[DATASET CONTENT — start]

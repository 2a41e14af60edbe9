//! Minimal Google Gemini API client.
//!
//! This crate provides a focused client for Gemini's `generateContent` endpoint with:
//! - Explicit API key injection (no ambient default secret)
//! - A small request builder for text prompts and sampling settings
//! - Typed access to candidates, finish reasons and prompt-level block reasons

use reqwest::header::{HeaderMap, HeaderValue, CONTENT_TYPE};
use serde::{Deserialize, Serialize};
use thiserror::Error;

const API_BASE: &str = "https://generativelanguage.googleapis.com/v1beta";
const DEFAULT_MODEL: &str = "gemini-flash-lite-latest";

/// Errors that can occur when using the Gemini client.
#[derive(Debug, Error)]
pub enum Error {
    #[error("API key not configured")]
    NoApiKey,

    #[error("Network error: {0}")]
    Network(String),

    #[error("API error (status {status}): {message}")]
    Api { status: u16, message: String },

    #[error("Failed to parse response: {0}")]
    Parse(String),

    #[error("Invalid configuration: {0}")]
    Config(String),
}

impl Error {
    /// Whether retrying the same request could plausibly succeed.
    pub fn is_transient(&self) -> bool {
        match self {
            Error::Network(_) => true,
            Error::Api { status, .. } => matches!(*status, 408 | 429 | 500 | 502 | 503 | 504),
            _ => false,
        }
    }
}

/// Gemini API client.
#[derive(Clone)]
pub struct Gemini {
    client: reqwest::Client,
    api_key: String,
    model: String,
    base_url: String,
}

impl Gemini {
    /// Create a new Gemini client with the given API key.
    pub fn new(api_key: impl Into<String>) -> Self {
        Self {
            client: reqwest::Client::builder()
                .timeout(std::time::Duration::from_secs(120))
                .connect_timeout(std::time::Duration::from_secs(30))
                .build()
                .unwrap_or_default(),
            api_key: api_key.into(),
            model: DEFAULT_MODEL.to_string(),
            base_url: API_BASE.to_string(),
        }
    }

    /// Create a Gemini client from the GEMINI_API_KEY environment variable.
    pub fn from_env() -> Result<Self, Error> {
        let api_key = std::env::var("GEMINI_API_KEY").map_err(|_| Error::NoApiKey)?;
        if api_key.trim().is_empty() {
            return Err(Error::NoApiKey);
        }
        Ok(Self::new(api_key))
    }

    /// Set the default model for this client.
    pub fn with_model(mut self, model: impl Into<String>) -> Self {
        self.model = model.into();
        self
    }

    /// Point the client at a different API root (proxies, test servers).
    pub fn with_base_url(mut self, base_url: impl Into<String>) -> Self {
        self.base_url = base_url.into().trim_end_matches('/').to_string();
        self
    }

    /// The model used when a request does not name one.
    pub fn model(&self) -> &str {
        &self.model
    }

    /// Send a `generateContent` request and return the full response.
    pub async fn generate(&self, request: Request) -> Result<Response, Error> {
        let model = request.model.clone().unwrap_or_else(|| self.model.clone());
        let api_request = self.build_api_request(&request);
        let headers = self.build_headers()?;

        let response = self
            .client
            .post(self.endpoint(&model))
            .headers(headers)
            .json(&api_request)
            .send()
            .await
            .map_err(|e| Error::Network(e.to_string()))?;

        if !response.status().is_success() {
            let status = response.status().as_u16();
            let body = response.text().await.unwrap_or_default();
            return Err(Error::Api {
                status,
                message: body,
            });
        }

        let body = response
            .text()
            .await
            .map_err(|e| Error::Network(e.to_string()))?;
        let api_response: ApiResponse =
            serde_json::from_str(&body).map_err(|e| Error::Parse(e.to_string()))?;

        Ok(parse_response(api_response))
    }

    fn endpoint(&self, model: &str) -> String {
        // Accept both "gemini-x" and the fully qualified "models/gemini-x".
        let model = model.strip_prefix("models/").unwrap_or(model);
        format!("{}/models/{model}:generateContent", self.base_url)
    }

    fn build_headers(&self) -> Result<HeaderMap, Error> {
        let mut headers = HeaderMap::new();
        headers.insert(CONTENT_TYPE, HeaderValue::from_static("application/json"));
        headers.insert(
            "x-goog-api-key",
            HeaderValue::from_str(&self.api_key)
                .map_err(|e| Error::Config(format!("Invalid API key: {e}")))?,
        );
        Ok(headers)
    }

    fn build_api_request(&self, request: &Request) -> ApiRequest {
        let contents = request
            .contents
            .iter()
            .map(|c| ApiContent {
                role: Some(c.role.as_str().to_string()),
                parts: vec![ApiPart {
                    text: Some(c.text.clone()),
                }],
            })
            .collect();

        ApiRequest {
            contents,
            system_instruction: request.system.as_ref().map(|s| ApiContent {
                role: None,
                parts: vec![ApiPart {
                    text: Some(s.clone()),
                }],
            }),
            generation_config: ApiGenerationConfig {
                temperature: request.temperature,
                max_output_tokens: request.max_output_tokens,
                top_p: request.top_p,
                stop_sequences: request.stop_sequences.clone(),
            },
        }
    }
}

// ============================================================================
// Public types
// ============================================================================

/// A generation request to send to Gemini.
#[derive(Debug, Clone)]
pub struct Request {
    pub model: Option<String>,
    pub system: Option<String>,
    pub contents: Vec<Content>,
    pub temperature: Option<f32>,
    pub max_output_tokens: Option<u32>,
    pub top_p: Option<f32>,
    pub stop_sequences: Option<Vec<String>>,
}

impl Request {
    /// Create a new request with the given conversation turns.
    pub fn new(contents: Vec<Content>) -> Self {
        Self {
            model: None,
            system: None,
            contents,
            temperature: None,
            max_output_tokens: None,
            top_p: None,
            stop_sequences: None,
        }
    }

    /// Create a single-turn request from a user prompt.
    pub fn prompt(text: impl Into<String>) -> Self {
        Self::new(vec![Content::user(text)])
    }

    pub fn with_model(mut self, model: impl Into<String>) -> Self {
        self.model = Some(model.into());
        self
    }

    pub fn with_system(mut self, system: impl Into<String>) -> Self {
        self.system = Some(system.into());
        self
    }

    pub fn with_temperature(mut self, temperature: f32) -> Self {
        self.temperature = Some(temperature);
        self
    }

    pub fn with_max_output_tokens(mut self, max_output_tokens: u32) -> Self {
        self.max_output_tokens = Some(max_output_tokens);
        self
    }

    pub fn with_top_p(mut self, top_p: f32) -> Self {
        self.top_p = Some(top_p);
        self
    }

    pub fn with_stop_sequences(mut self, stop_sequences: Vec<String>) -> Self {
        self.stop_sequences = Some(stop_sequences);
        self
    }
}

/// One turn of conversation content.
#[derive(Debug, Clone)]
pub struct Content {
    pub role: Role,
    pub text: String,
}

impl Content {
    /// Create a user turn with text content.
    pub fn user(text: impl Into<String>) -> Self {
        Self {
            role: Role::User,
            text: text.into(),
        }
    }

    /// Create a model turn with text content.
    pub fn model(text: impl Into<String>) -> Self {
        Self {
            role: Role::Model,
            text: text.into(),
        }
    }
}

/// The role of a content author.
#[derive(Debug, Clone, Copy, PartialEq, Eq)]
pub enum Role {
    User,
    Model,
}

impl Role {
    fn as_str(&self) -> &'static str {
        match self {
            Role::User => "user",
            Role::Model => "model",
        }
    }
}

/// A generation response from Gemini.
#[derive(Debug, Clone)]
pub struct Response {
    pub candidates: Vec<Candidate>,
    pub prompt_feedback: Option<PromptFeedback>,
    pub usage: Usage,
    pub model_version: Option<String>,
}

impl Response {
    /// Text of the first candidate, all text parts concatenated.
    pub fn text(&self) -> String {
        self.candidates
            .first()
            .map(|c| c.text())
            .unwrap_or_default()
    }

    /// Reason the prompt or the first candidate was withheld, if any.
    ///
    /// A prompt-level block takes precedence over candidate finish reasons.
    pub fn block_reason(&self) -> Option<String> {
        if let Some(reason) = self
            .prompt_feedback
            .as_ref()
            .and_then(|f| f.block_reason.clone())
        {
            return Some(reason);
        }
        self.candidates
            .first()
            .and_then(|c| c.finish_reason.as_ref())
            .filter(|r| r.is_policy_block())
            .map(|r| r.as_str().to_string())
    }
}

/// A single response candidate.
#[derive(Debug, Clone)]
pub struct Candidate {
    pub parts: Vec<String>,
    pub finish_reason: Option<FinishReason>,
}

impl Candidate {
    /// Concatenated text parts.
    pub fn text(&self) -> String {
        self.parts.join("")
    }
}

/// Why the model stopped generating.
#[derive(Debug, Clone, PartialEq, Eq)]
pub enum FinishReason {
    Stop,
    MaxTokens,
    Safety,
    Recitation,
    Language,
    Blocklist,
    ProhibitedContent,
    Spii,
    ImageSafety,
    MalformedFunctionCall,
    Other(String),
}

impl FinishReason {
    fn parse(raw: &str) -> Self {
        match raw {
            "STOP" => FinishReason::Stop,
            "MAX_TOKENS" => FinishReason::MaxTokens,
            "SAFETY" => FinishReason::Safety,
            "RECITATION" => FinishReason::Recitation,
            "LANGUAGE" => FinishReason::Language,
            "BLOCKLIST" => FinishReason::Blocklist,
            "PROHIBITED_CONTENT" => FinishReason::ProhibitedContent,
            "SPII" => FinishReason::Spii,
            "IMAGE_SAFETY" => FinishReason::ImageSafety,
            "MALFORMED_FUNCTION_CALL" => FinishReason::MalformedFunctionCall,
            other => FinishReason::Other(other.to_string()),
        }
    }

    /// Wire name of this finish reason.
    pub fn as_str(&self) -> &str {
        match self {
            FinishReason::Stop => "STOP",
            FinishReason::MaxTokens => "MAX_TOKENS",
            FinishReason::Safety => "SAFETY",
            FinishReason::Recitation => "RECITATION",
            FinishReason::Language => "LANGUAGE",
            FinishReason::Blocklist => "BLOCKLIST",
            FinishReason::ProhibitedContent => "PROHIBITED_CONTENT",
            FinishReason::Spii => "SPII",
            FinishReason::ImageSafety => "IMAGE_SAFETY",
            FinishReason::MalformedFunctionCall => "MALFORMED_FUNCTION_CALL",
            FinishReason::Other(raw) => raw,
        }
    }

    /// Whether the content was withheld by policy filtering.
    pub fn is_policy_block(&self) -> bool {
        matches!(
            self,
            FinishReason::Safety
                | FinishReason::Recitation
                | FinishReason::Blocklist
                | FinishReason::ProhibitedContent
                | FinishReason::Spii
                | FinishReason::ImageSafety
        )
    }
}

/// Prompt-level feedback (present when the prompt itself was rejected).
#[derive(Debug, Clone, Default)]
pub struct PromptFeedback {
    pub block_reason: Option<String>,
}

/// Token usage information.
#[derive(Debug, Clone, Default)]
pub struct Usage {
    pub prompt_tokens: u32,
    pub candidates_tokens: u32,
    pub total_tokens: u32,
}

// ============================================================================
// Internal API types
// ============================================================================

#[derive(Debug, Serialize)]
#[serde(rename_all = "camelCase")]
struct ApiRequest {
    contents: Vec<ApiContent>,
    #[serde(skip_serializing_if = "Option::is_none")]
    system_instruction: Option<ApiContent>,
    generation_config: ApiGenerationConfig,
}

#[derive(Debug, Serialize, Deserialize)]
struct ApiContent {
    #[serde(default, skip_serializing_if = "Option::is_none")]
    role: Option<String>,
    #[serde(default)]
    parts: Vec<ApiPart>,
}

#[derive(Debug, Serialize, Deserialize)]
struct ApiPart {
    #[serde(default, skip_serializing_if = "Option::is_none")]
    text: Option<String>,
}

#[derive(Debug, Serialize)]
#[serde(rename_all = "camelCase")]
struct ApiGenerationConfig {
    #[serde(skip_serializing_if = "Option::is_none")]
    temperature: Option<f32>,
    #[serde(skip_serializing_if = "Option::is_none")]
    max_output_tokens: Option<u32>,
    #[serde(skip_serializing_if = "Option::is_none")]
    top_p: Option<f32>,
    #[serde(skip_serializing_if = "Option::is_none")]
    stop_sequences: Option<Vec<String>>,
}

#[derive(Debug, Deserialize)]
#[serde(rename_all = "camelCase")]
struct ApiResponse {
    #[serde(default)]
    candidates: Vec<ApiCandidate>,
    #[serde(default)]
    prompt_feedback: Option<ApiPromptFeedback>,
    #[serde(default)]
    usage_metadata: Option<ApiUsage>,
    #[serde(default)]
    model_version: Option<String>,
}

#[derive(Debug, Deserialize)]
#[serde(rename_all = "camelCase")]
struct ApiCandidate {
    #[serde(default)]
    content: Option<ApiContent>,
    #[serde(default)]
    finish_reason: Option<String>,
}

#[derive(Debug, Deserialize)]
#[serde(rename_all = "camelCase")]
struct ApiPromptFeedback {
    #[serde(default)]
    block_reason: Option<String>,
}

#[derive(Debug, Deserialize)]
#[serde(rename_all = "camelCase")]
struct ApiUsage {
    #[serde(default)]
    prompt_token_count: u32,
    #[serde(default)]
    candidates_token_count: u32,
    #[serde(default)]
    total_token_count: u32,
}

fn parse_response(api_response: ApiResponse) -> Response {
    let candidates = api_response
        .candidates
        .into_iter()
        .map(|c| Candidate {
            parts: c
                .content
                .map(|content| content.parts.into_iter().filter_map(|p| p.text).collect())
                .unwrap_or_default(),
            finish_reason: c.finish_reason.as_deref().map(FinishReason::parse),
        })
        .collect();

    let usage = api_response
        .usage_metadata
        .map(|u| Usage {
            prompt_tokens: u.prompt_token_count,
            candidates_tokens: u.candidates_token_count,
            total_tokens: u.total_token_count,
        })
        .unwrap_or_default();

    Response {
        candidates,
        prompt_feedback: api_response.prompt_feedback.map(|f| PromptFeedback {
            block_reason: f.block_reason,
        }),
        usage,
        model_version: api_response.model_version,
    }
}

[DATASET CONTENT — finish]

Retype only the lines above between the line with "a content author." and the line with "candidate finish reasons.", counting those two lines as well, and keep every character as it is.

ANSWER SPACE
/// The role of a content author.
#[derive(Debug, Clone, Copy, PartialEq, Eq)]
pub enum Role {
    User,
    Model,
}

impl Role {
    fn as_str(&self) -> &'static str {
        match self {
            Role::User => "user",
            Role::Model => "model",
        }
    }
}

/// A generation response from Gemini.
#[derive(Debug, Clone)]
pub struct Response {
    pub candidates: Vec<Candidate>,
    pub prompt_feedback: Option<PromptFeedback>,
    pub usage: Usage,
    pub model_version: Option<String>,
}

impl Response {
    /// Text of the first candidate, all text parts concatenated.
    pub fn text(&self) -> String {
        self.candidates
            .first()
            .map(|c| c.text())
            .unwrap_or_default()
    }

    /// Reason the prompt or the first candidate was withheld, if any.
    ///
    /// A prompt-level block takes precedence over candidate finish reasons.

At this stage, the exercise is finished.